The first 13km out of town was basically retracing our steps from when we got off the ferry and then we were breaking new ground as we headed south, once again on the North Sea cycle route which we have used in Holland, Germany and Denmark already. Though using the route makes navigation easy it doesn’t always take the most direct route. Martina will testify that some of our days in the saddle have been longer than they really should have been because the route wanders all over the place!
Most of the time the route hugged the coast and went through undulating farmland, all very pleasant but a bit wet as the rain continued. For once I agree with Martina in that we could have been in Donegal, the scenery (and weather) was so similar.
The cycle route also took us off road along some difficult paths and across a rather springy bridge over the river Haelva. I did the manly thing and suggested I push the bikes across – my bike wasn’t a problem.

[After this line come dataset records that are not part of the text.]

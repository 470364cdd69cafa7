pub mod clock;
pub mod concept;
pub mod config;
pub mod error;
pub mod history;
pub mod product;
pub mod secret;
pub mod session;

// Re-export common error type
pub use error::{LensError, Result};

It was on the way back to collect Martina’s that I slipped over backwards on the very slippery wooden flooring and rather stupidly put my hands to hold the wire railing to stop my fall. I don’t think that there is any proper damage, but both my shoulders hurt, so I think I’ve strained a few muscles in there.

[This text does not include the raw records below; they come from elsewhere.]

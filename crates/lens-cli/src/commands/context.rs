//! Composition root: resolves paths, config and secrets, and wires services.

use std::path::PathBuf;
use std::sync::Arc;

use anyhow::{Context, Result, bail};
use lens_application::{ControllerSettings, SessionController};
use lens_core::clock::{Clock, SystemClock};
use lens_core::concept::ConceptGenerator;
use lens_core::config::AppConfig;
use lens_core::history::{HistoryStore, KeyValueStore};
use lens_core::secret::{GeminiCredentials, SecretService};
use lens_infrastructure::{
    ConfigService, FileKeyValueStore, InMemoryKeyValueStore, LensPaths, SecretServiceImpl,
};
use lens_interaction::GeminiConceptGenerator;

/// Environment variable consulted when secret.json has no key.
pub const API_KEY_ENV: &str = "GEMINI_API_KEY";

/// Flags shared by every subcommand.
#[derive(Debug, Clone, Default)]
pub struct GlobalOptions {
    pub home: Option<PathBuf>,
    pub ephemeral: bool,
}

/// Resolved configuration for one CLI invocation.
pub struct AppContext {
    pub paths: LensPaths,
    pub config: AppConfig,
    ephemeral: bool,
}

impl AppContext {
    pub fn open(globals: &GlobalOptions) -> Result<Self> {
        let paths = LensPaths::new(globals.home.as_deref());
        let config = ConfigService::new(&paths)?.load()?;
        tracing::debug!("[Bootstrap] Loaded config: {:?}", config);
        Ok(Self {
            paths,
            config,
            ephemeral: globals.ephemeral,
        })
    }

    /// Directory holding the history medium.
    pub fn storage_dir(&self) -> Result<PathBuf> {
        match &self.config.storage.dir {
            Some(dir) => Ok(dir.clone()),
            None => self
                .paths
                .storage_dir()
                .context("Failed to resolve storage directory"),
        }
    }

    fn storage(&self) -> Result<Arc<dyn KeyValueStore>> {
        if self.ephemeral {
            tracing::info!("[Bootstrap] Using in-memory history");
            return Ok(Arc::new(InMemoryKeyValueStore::with_capacity(
                self.config.storage.capacity_bytes,
            )));
        }
        let dir = self.storage_dir()?;
        tracing::info!("[Bootstrap] Using history at {:?}", dir);
        Ok(Arc::new(FileKeyValueStore::new(
            dir,
            self.config.storage.capacity_bytes,
        )))
    }

    /// Opens the history store over the configured medium.
    pub fn history_store(&self) -> Result<HistoryStore> {
        let clock: Arc<dyn Clock> = Arc::new(SystemClock);
        Ok(HistoryStore::initialize(self.storage()?, clock))
    }

    pub fn secret_service(&self) -> Result<SecretServiceImpl> {
        SecretServiceImpl::new(&self.paths)
    }

    /// Builds the Gemini generator from secret.json or the environment.
    ///
    /// A key in secret.json wins over the environment variable.
    pub async fn generator(&self) -> Result<Arc<dyn ConceptGenerator>> {
        let stored = self
            .secret_service()?
            .gemini_credentials()
            .await
            .map_err(|e| anyhow::anyhow!(e))?;

        let Some(credentials) =
            stored.or_else(|| GeminiCredentials::from_api_key(std::env::var(API_KEY_ENV).ok()))
        else {
            let secret_file = self.paths.secret_file()?;
            bail!(
                "No Gemini API key found. Add one to {} or set {}.",
                secret_file.display(),
                API_KEY_ENV
            );
        };

        let mut generator =
            GeminiConceptGenerator::from_config(credentials.api_key, &self.config.generator);
        if let Some(model) = credentials.model {
            generator = generator.with_model(model);
        }
        tracing::info!("[Bootstrap] Gemini model: {}", generator.model());
        Ok(Arc::new(generator))
    }

    /// Builds a controller around a fresh session.
    pub async fn controller(&self) -> Result<SessionController> {
        let generator = self.generator().await?;
        Ok(SessionController::new(
            self.history_store()?,
            generator,
            Arc::new(SystemClock),
            ControllerSettings::from_config(&self.config),
        ))
    }
}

The off-roading continued for a while, but we did rejoin the roads which wound around craggy rocks with fantastic views round nearly every corner.

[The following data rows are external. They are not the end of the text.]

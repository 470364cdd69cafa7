//! Remote concept generator contract.
//!
//! The generator is an external capability. The application layer only sees
//! this trait; the Gemini implementation lives in `lens-interaction`.

use async_trait::async_trait;
use thiserror::Error;

use super::model::GeneratedConcepts;
use crate::product::ProductDescriptor;

/// Input for one generation call.
#[derive(Debug, Clone, PartialEq, Eq)]
pub struct GenerationRequest {
    /// Snapshot of the descriptor at the time the request was issued.
    pub product: ProductDescriptor,
    /// Free-text feedback on the previous batch of concepts.
    pub refinement: Option<String>,
}

impl GenerationRequest {
    pub fn new(product: ProductDescriptor) -> Self {
        Self {
            product,
            refinement: None,
        }
    }

    pub fn with_refinement(mut self, refinement: impl Into<String>) -> Self {
        let refinement = refinement.into();
        self.refinement = (!refinement.trim().is_empty()).then_some(refinement);
        self
    }
}

/// Failure modes of the remote generator.
#[derive(Error, Debug, Clone, PartialEq, Eq)]
pub enum GenerationError {
    /// Transport failure: DNS, connect, timeout, broken body.
    #[error("Network error: {0}")]
    Network(String),

    /// Rate limit or quota exhausted.
    #[error("Quota exceeded: {0}")]
    Quota(String),

    /// The API answered with a non-success status other than a quota error.
    #[error("Request rejected ({status}): {message}")]
    Rejected { status: u16, message: String },

    /// The response could not be parsed into concepts.
    #[error("Malformed response: {0}")]
    Schema(String),

    /// The request could not be built from the descriptor.
    #[error("Invalid request: {0}")]
    InvalidRequest(String),
}

impl GenerationError {
    /// Whether retrying later could succeed.
    pub fn is_retryable(&self) -> bool {
        match self {
            Self::Network(_) | Self::Quota(_) => true,
            Self::Rejected { status, .. } => *status >= 500,
            Self::Schema(_) | Self::InvalidRequest(_) => false,
        }
    }
}

/// A service that turns a product descriptor into concept drafts.
#[async_trait]
pub trait ConceptGenerator: Send + Sync {
    /// Runs one generation.
    ///
    /// Implementations return drafts in the order the model produced them and
    /// must tolerate more or fewer than five.
    async fn generate(
        &self,
        request: &GenerationRequest,
    ) -> std::result::Result<GeneratedConcepts, GenerationError>;
}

The further south we went the craggier the rocks got and crinklier the coast became. The hills steadily got a bit harder too!
Along one part of the route there were quite a few people standing at the side of the road, obviously there to welcome us to Norway ….well no, they were there to welcome the hundreds of motor bike riders that came in the other direction. Martina and I spent the next 10 minutes waving at them, beeping the very loud horn on Martina’s bike and basically causing a massive tailback behind us, because we were going uphill and none of the cars could over take us! It was fantastic and loads of the hairy bikers waved back and beepd their horns. We even got a cheer from some spectators when we got to the top of the hill!! And we did pull in and let the tailback pass after it was all over.
We stopped at about 75km to discuss where we should stay – normally this sort of distance would have us wanting to stop soon, but it was only 2pm and the few days rest had obviously done the trick as we both still felt reasonably fresh. So, onwards and south to just outside Egersund where we found a campsite (99km in total over some fairly tough hills towards the end) and some lovely packet noodles for dinner…yum!